Flag burning fits in here because it’s a way in which people seek to radically alter others’ perceptions of the flag as not just a symbol within the culture, but as a symbol of America as a whole. Bans on flag burning and desecration are a way to avoid discussing what the flag as a symbol means and what America itself should stand for. They are saying to everyone: “This is our country. This is our flag. If you don’t adopt our meanings, you don’t belong.”
For Christian Nationalists, a ban on burning or desecrating the American flag is just the beginning: it represents a first step towards taking rights away from political minorities and establishing the power of a majority to dictate the terms of public discourse. They talk about the “right of the majority to rule,” which in this case means the power of the majority to dictate to everyone how exactly the flag will be treated, what it will mean, and what sort of relationship one is allowed to have with the flag.

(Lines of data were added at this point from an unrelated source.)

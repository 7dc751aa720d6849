use serde::Deserialize;
use shuffly_engine::{DisplayOptions, GroupSettings};
use std::path::{Path, PathBuf};
use thiserror::Error;

/// Default state file, relative to the working directory
pub const DEFAULT_STATE_PATH: &str = ".shuffly/state.json";

/// Problems reading a config file.
#[derive(Debug, Error)]
pub enum ConfigError {
    #[error("failed to read config {path}: {source}")]
    Read {
        path: PathBuf,
        #[source]
        source: std::io::Error,
    },

    #[error("failed to parse config {path}: {source}")]
    Parse {
        path: PathBuf,
        #[source]
        source: toml::de::Error,
    },
}

/// Optional overrides read from a TOML config file.
///
/// ```toml
/// state_path = "events/spring.json"
/// seed = 42
/// group_count = 4
/// custom_labels = ["Red", "Blue", "Green", "Gold"]
///
/// [display]
/// format = "name_count"
/// member_separator = "comma"
/// ```
#[derive(Debug, Clone, Default, Deserialize)]
#[serde(deny_unknown_fields)]
pub struct FileConfig {
    pub state_path: Option<PathBuf>,
    pub seed: Option<u64>,
    pub group_count: Option<usize>,
    #[serde(default)]
    pub custom_labels: Vec<String>,
    pub display: Option<DisplayOptions>,
}

/// Top-level CLI configuration.
#[derive(Debug, Clone, PartialEq)]
pub struct ShufflyConfig {
    /// JSON file holding the event snapshot and session settings
    pub state_path: PathBuf,
    /// Fixed seed for reproducible shuffles (None = OS entropy)
    pub seed: Option<u64>,
    /// Group settings for events that have none stored yet
    pub settings: GroupSettings,
    /// Display options for events that have none stored yet
    pub display: DisplayOptions,
}

impl Default for ShufflyConfig {
    fn default() -> Self {
        Self {
            state_path: std::env::var("SHUFFLY_STATE_PATH")
                .map(PathBuf::from)
                .unwrap_or_else(|_| PathBuf::from(DEFAULT_STATE_PATH)),
            seed: env_parsed("SHUFFLY_SEED"),
            settings: GroupSettings {
                group_count: env_parsed("SHUFFLY_GROUP_COUNT")
                    .unwrap_or(GroupSettings::default().group_count),
                ..GroupSettings::default()
            },
            display: DisplayOptions::default(),
        }
    }
}

impl ShufflyConfig {
    /// Environment defaults, overlaid by `path` when given.
    pub fn load(path: Option<&Path>) -> Result<Self, ConfigError> {
        let mut config = Self::default();
        if let Some(path) = path {
            config.apply_file(FileConfig::from_file(path)?);
        }
        Ok(config)
    }

    /// Overlay values present in a config file.
    pub fn apply_file(&mut self, file: FileConfig) {
        if let Some(path) = file.state_path {
            self.state_path = path;
        }
        if file.seed.is_some() {
            self.seed = file.seed;
        }
        if let Some(count) = file.group_count {
            self.settings.group_count = count;
        }
        if !file.custom_labels.is_empty() {
            self.settings.custom_labels = file.custom_labels;
        }
        if let Some(display) = file.display {
            self.display = display;
        }
    }

    /// Overlay command-line flags, which win over everything else.
    pub fn with_overrides(mut self, state_path: Option<PathBuf>, seed: Option<u64>) -> Self {
        if let Some(path) = state_path {
            self.state_path = path;
        }
        if seed.is_some() {
            self.seed = seed;
        }
        self
    }
}

impl FileConfig {
    pub fn from_file(path: &Path) -> Result<Self, ConfigError> {
        let content = std::fs::read_to_string(path).map_err(|source| ConfigError::Read {
            path: path.to_path_buf(),
            source,
        })?;
        Self::from_toml(&content).map_err(|source| ConfigError::Parse {
            path: path.to_path_buf(),
            source,
        })
    }

    pub fn from_toml(content: &str) -> Result<Self, toml::de::Error> {
        toml::from_str(content)
    }
}

fn env_parsed<T: std::str::FromStr>(var: &str) -> Option<T> {
    let value = std::env::var(var).ok()?;
    match value.trim().parse() {
        Ok(parsed) => Some(parsed),
        Err(_) => {
            tracing::warn!(var, value = %value, "Ignoring unparseable environment variable");
            None
        }
    }
}

#[cfg(test)]
mod tests {
    use super::*;
    use shuffly_engine::{DisplayFormat, MemberSeparator};

    #[test]
    fn test_file_overlay() {
        let file = FileConfig::from_toml(
            r#"
            state_path = "events/spring.json"
            seed = 42
            group_count = 4
            custom_labels = ["Red", "Blue"]

            [display]
            format = "name_count"
            member_separator = "comma"
            "#,
        )
        .unwrap();

        let mut config = ShufflyConfig {
            state_path: PathBuf::from(DEFAULT_STATE_PATH),
            seed: None,
            settings: GroupSettings::default(),
            display: DisplayOptions::default(),
        };
        config.apply_file(file);

        assert_eq!(config.state_path, PathBuf::from("events/spring.json"));
        assert_eq!(config.seed, Some(42));
        assert_eq!(config.settings.group_count, 4);
        assert_eq!(config.settings.custom_labels, vec!["Red", "Blue"]);
        assert_eq!(config.display.format, DisplayFormat::NameCount);
        assert_eq!(config.display.member_separator, MemberSeparator::Comma);
    }

    #[test]
    fn test_empty_file_changes_nothing() {
        let before = ShufflyConfig {
            state_path: PathBuf::from("a.json"),
            seed: Some(1),
            settings: GroupSettings::with_count(5),
            display: DisplayOptions::default(),
        };
        let mut after = before.clone();
        after.apply_file(FileConfig::from_toml("").unwrap());
        assert_eq!(after, before);
    }

    #[test]
    fn test_unknown_keys_rejected() {
        assert!(FileConfig::from_toml("groups = 3").is_err());
    }

    #[test]
    fn test_flags_win() {
        let config = ShufflyConfig {
            state_path: PathBuf::from("a.json"),
            seed: Some(1),
            settings: GroupSettings::default(),
            display: DisplayOptions::default(),
        }
        .with_overrides(Some(PathBuf::from("b.json")), None);
        assert_eq!(config.state_path, PathBuf::from("b.json"));
        assert_eq!(config.seed, Some(1));
    }

    #[test]
    fn test_missing_file_is_read_error() {
        let err = ShufflyConfig::load(Some(Path::new("/nonexistent/shuffly.toml"))).unwrap_err();
        assert!(matches!(err, ConfigError::Read { .. }));
    }
}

Christian Nationalists hope that this will open the door to similar changes in other areas of law. If the majority has the power to censor certain forms of political speech, why not other speech and expression such as pornography? If the they are given the power to determine the meaning of the flag for everyone, why not also the power to determine the meaning and importance of the Ten Commandments for everyone?
This image is based upon a World War I poster depicting a worker rolling up his sleeves and getting to work for the flag.
To see the ‘image’, please go to the site link given below.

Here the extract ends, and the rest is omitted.